### AVAILABLE DATA ###

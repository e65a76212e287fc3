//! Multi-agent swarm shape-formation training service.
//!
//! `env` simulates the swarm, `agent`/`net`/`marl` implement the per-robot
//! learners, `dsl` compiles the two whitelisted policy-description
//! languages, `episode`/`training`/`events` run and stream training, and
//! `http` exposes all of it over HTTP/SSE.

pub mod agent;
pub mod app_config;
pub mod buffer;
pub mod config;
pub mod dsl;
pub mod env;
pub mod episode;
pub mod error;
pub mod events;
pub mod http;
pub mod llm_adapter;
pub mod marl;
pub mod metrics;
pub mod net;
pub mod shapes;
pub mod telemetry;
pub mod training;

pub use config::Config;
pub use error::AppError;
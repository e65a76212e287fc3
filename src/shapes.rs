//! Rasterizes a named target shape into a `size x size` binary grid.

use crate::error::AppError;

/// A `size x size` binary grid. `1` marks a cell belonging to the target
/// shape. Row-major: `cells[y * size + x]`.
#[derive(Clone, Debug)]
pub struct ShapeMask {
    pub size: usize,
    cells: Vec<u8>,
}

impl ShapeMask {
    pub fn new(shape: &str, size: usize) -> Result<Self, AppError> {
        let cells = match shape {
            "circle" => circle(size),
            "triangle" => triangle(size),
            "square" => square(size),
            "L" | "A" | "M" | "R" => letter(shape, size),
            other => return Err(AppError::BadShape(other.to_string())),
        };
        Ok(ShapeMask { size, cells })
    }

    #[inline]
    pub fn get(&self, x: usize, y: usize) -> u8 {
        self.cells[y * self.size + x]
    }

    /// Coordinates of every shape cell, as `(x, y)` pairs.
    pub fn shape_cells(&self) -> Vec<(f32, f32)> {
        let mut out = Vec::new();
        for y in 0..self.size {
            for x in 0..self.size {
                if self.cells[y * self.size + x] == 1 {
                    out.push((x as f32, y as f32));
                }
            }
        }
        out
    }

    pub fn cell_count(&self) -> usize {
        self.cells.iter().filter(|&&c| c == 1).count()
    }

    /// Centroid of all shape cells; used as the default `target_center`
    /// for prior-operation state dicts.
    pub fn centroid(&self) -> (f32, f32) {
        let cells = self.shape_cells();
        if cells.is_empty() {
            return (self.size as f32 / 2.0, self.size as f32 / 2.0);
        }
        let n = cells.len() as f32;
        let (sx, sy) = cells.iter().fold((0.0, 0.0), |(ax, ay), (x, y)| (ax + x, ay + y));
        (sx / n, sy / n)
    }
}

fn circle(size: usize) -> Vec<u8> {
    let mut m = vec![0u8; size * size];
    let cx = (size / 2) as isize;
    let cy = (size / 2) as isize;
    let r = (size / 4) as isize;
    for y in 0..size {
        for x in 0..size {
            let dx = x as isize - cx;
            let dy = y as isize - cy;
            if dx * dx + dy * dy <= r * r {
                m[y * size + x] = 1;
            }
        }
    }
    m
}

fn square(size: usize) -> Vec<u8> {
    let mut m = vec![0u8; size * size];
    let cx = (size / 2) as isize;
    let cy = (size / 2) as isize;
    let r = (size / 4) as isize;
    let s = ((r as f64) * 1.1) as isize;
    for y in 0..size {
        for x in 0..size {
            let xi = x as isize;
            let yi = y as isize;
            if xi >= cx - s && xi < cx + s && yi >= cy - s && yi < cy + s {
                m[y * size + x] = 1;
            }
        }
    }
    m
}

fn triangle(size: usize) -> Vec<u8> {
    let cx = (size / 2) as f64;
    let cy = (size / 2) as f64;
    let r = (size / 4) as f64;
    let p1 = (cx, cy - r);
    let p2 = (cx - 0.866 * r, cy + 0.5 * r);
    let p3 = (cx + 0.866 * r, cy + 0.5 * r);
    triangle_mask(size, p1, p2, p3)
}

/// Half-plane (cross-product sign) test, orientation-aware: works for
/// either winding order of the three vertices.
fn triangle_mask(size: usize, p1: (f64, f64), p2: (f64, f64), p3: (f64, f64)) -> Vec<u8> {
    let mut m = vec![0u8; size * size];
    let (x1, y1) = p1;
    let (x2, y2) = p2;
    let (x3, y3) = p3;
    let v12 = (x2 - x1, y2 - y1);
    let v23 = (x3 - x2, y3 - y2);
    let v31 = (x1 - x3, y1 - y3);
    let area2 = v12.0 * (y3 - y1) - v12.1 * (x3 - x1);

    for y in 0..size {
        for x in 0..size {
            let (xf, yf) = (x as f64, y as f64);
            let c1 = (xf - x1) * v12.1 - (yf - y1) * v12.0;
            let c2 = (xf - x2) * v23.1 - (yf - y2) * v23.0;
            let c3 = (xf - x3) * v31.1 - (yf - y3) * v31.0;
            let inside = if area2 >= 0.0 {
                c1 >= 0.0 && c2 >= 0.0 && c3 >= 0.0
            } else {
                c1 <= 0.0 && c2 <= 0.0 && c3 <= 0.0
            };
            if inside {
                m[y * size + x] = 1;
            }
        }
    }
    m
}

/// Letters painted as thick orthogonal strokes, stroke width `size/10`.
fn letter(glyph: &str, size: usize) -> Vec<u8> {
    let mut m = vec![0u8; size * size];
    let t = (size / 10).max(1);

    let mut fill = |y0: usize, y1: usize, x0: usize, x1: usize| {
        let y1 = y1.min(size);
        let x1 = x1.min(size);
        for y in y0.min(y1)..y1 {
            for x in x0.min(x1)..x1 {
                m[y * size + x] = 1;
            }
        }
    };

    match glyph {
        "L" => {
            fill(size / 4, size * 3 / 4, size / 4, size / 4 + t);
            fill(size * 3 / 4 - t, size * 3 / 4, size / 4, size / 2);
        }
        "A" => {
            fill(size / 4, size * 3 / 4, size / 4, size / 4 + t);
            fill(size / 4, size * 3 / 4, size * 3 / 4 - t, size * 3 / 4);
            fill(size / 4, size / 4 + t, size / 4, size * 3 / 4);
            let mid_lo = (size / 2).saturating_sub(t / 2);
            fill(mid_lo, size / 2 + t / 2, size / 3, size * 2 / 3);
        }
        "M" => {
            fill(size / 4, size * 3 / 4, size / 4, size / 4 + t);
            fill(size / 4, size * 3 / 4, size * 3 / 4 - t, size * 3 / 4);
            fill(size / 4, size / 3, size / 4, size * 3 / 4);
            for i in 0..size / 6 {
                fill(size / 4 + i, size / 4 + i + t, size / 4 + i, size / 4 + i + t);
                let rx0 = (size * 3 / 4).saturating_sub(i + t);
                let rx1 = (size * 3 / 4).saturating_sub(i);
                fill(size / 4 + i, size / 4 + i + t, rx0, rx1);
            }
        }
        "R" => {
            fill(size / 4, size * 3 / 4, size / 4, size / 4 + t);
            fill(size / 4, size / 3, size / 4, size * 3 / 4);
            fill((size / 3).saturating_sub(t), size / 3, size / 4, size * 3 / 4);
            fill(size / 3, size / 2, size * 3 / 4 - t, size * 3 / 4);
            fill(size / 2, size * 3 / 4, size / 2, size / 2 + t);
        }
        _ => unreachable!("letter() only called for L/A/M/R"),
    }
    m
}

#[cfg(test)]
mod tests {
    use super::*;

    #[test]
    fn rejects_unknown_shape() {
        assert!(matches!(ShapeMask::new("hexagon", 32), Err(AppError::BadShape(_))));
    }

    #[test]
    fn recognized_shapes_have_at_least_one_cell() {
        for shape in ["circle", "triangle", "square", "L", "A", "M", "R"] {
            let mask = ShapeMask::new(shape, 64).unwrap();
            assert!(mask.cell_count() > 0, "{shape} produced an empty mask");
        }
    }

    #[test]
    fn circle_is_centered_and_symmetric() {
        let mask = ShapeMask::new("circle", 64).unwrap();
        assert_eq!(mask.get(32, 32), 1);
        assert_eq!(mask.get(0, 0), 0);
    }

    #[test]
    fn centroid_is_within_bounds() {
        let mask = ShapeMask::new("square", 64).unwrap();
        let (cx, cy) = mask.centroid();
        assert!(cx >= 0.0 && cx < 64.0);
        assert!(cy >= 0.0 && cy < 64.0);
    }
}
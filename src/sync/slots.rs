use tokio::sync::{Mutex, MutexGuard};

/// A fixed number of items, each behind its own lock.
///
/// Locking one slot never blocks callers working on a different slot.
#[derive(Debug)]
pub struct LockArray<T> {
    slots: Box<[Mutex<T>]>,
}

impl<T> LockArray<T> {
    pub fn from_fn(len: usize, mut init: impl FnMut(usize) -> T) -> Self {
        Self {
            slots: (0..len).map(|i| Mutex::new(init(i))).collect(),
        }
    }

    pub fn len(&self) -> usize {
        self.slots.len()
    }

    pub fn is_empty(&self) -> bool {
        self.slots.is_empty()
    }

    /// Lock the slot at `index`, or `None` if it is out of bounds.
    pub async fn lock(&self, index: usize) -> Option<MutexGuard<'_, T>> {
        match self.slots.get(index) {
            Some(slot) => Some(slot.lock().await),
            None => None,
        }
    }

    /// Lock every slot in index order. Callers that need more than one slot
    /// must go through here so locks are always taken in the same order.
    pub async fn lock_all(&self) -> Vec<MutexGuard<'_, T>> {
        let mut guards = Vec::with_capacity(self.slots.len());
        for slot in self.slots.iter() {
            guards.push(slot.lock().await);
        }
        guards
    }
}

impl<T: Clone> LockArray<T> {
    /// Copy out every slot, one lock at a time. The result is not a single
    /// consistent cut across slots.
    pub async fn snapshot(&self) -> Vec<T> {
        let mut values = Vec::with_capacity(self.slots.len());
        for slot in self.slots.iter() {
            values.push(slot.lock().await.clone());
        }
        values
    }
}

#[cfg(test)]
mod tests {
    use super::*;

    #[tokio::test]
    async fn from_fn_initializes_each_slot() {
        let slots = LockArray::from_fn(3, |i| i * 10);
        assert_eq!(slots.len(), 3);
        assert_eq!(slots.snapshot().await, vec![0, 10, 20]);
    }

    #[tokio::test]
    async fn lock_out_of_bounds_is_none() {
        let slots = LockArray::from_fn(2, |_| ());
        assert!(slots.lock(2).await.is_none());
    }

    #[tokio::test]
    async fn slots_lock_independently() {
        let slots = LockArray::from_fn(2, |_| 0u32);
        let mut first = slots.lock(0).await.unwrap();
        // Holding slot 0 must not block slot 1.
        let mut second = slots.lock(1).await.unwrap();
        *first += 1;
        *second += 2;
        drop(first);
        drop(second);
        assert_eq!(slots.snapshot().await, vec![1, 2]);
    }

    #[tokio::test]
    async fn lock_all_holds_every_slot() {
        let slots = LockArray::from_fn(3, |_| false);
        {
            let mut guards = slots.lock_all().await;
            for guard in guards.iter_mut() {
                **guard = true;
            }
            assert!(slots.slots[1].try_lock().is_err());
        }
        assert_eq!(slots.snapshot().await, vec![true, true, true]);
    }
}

###

§ ABOUT THIS TASK
Once you reach the line with "fn circle(size: usize)" in the data above, copy it and every line after it exactly, up to and including the line with "the three vertices.".

§ SOLUTION FOR THIS TASK
fn circle(size: usize) -> Vec<u8> {
    let mut m = vec![0u8; size * size];
    let cx = (size / 2) as isize;
    let cy = (size / 2) as isize;
    let r = (size / 4) as isize;
    for y in 0..size {
        for x in 0..size {
            let dx = x as isize - cx;
            let dy = y as isize - cy;
            if dx * dx + dy * dy <= r * r {
                m[y * size + x] = 1;
            }
        }
    }
    m
}

fn square(size: usize) -> Vec<u8> {
    let mut m = vec![0u8; size * size];
    let cx = (size / 2) as isize;
    let cy = (size / 2) as isize;
    let r = (size / 4) as isize;
    let s = ((r as f64) * 1.1) as isize;
    for y in 0..size {
        for x in 0..size {
            let xi = x as isize;
            let yi = y as isize;
            if xi >= cx - s && xi < cx + s && yi >= cy - s && yi < cy + s {
                m[y * size + x] = 1;
            }
        }
    }
    m
}

fn triangle(size: usize) -> Vec<u8> {
    let cx = (size / 2) as f64;
    let cy = (size / 2) as f64;
    let r = (size / 4) as f64;
    let p1 = (cx, cy - r);
    let p2 = (cx - 0.866 * r, cy + 0.5 * r);
    let p3 = (cx + 0.866 * r, cy + 0.5 * r);
    triangle_mask(size, p1, p2, p3)
}

/// Half-plane (cross-product sign) test, orientation-aware: works for
/// either winding order of the three vertices.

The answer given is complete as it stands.